[Stored data entries]

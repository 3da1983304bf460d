/// Substeps per tick. Fixed count: a slow frame does not buy extra
/// work, simulated time falls behind real time instead.
pub const SUBSTEPS: u32 = 1000;

/// Cap on simulated seconds per tick.
pub const MAX_FRAME_DT: f64 = 1. / 50.;

/// Wall-clock bookkeeping for the tick driver. The first tick after a
/// reset sees dt_wall = 0.
#[derive(Default)]
pub struct FrameTimer {
	last_ms: Option<f64>,
}

impl FrameTimer {
	pub fn reset(&mut self) {
		self.last_ms = None;
	}

	/// Returns (wall seconds since last tick, substep dt).
	pub fn take_time(&mut self, now_ms: f64) -> (f64, f64) {
		let last_ms = self.last_ms.unwrap_or(now_ms);
		self.last_ms = Some(now_ms);
		let dt_wall = (now_ms - last_ms) / 1e3;
		let sub_dt = dt_wall.min(MAX_FRAME_DT) / SUBSTEPS as f64;
		(dt_wall, sub_dt)
	}
}
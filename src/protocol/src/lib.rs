pub mod scheduler;
pub mod surface;

// f64: canvas-scale coordinates with 1000 substeps per frame put the
// per-substep displacement below the f32 ulp at a few hundred pixels
pub type V2 = nalgebra::Vector2<f64>;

— EXERCISE REQUIREMENTS —
Of the entries listed above, reproduce only the lines starting at the line containing "real time instead." and ending at the line containing "#[derive(Default)]". Include both, exactly as they stand.

— PROBLEM SOLUTION —
/// work, simulated time falls behind real time instead.
pub const SUBSTEPS: u32 = 1000;

/// Cap on simulated seconds per tick.
pub const MAX_FRAME_DT: f64 = 1. / 50.;

/// Wall-clock bookkeeping for the tick driver. The first tick after a
/// reset sees dt_wall = 0.
#[derive(Default)]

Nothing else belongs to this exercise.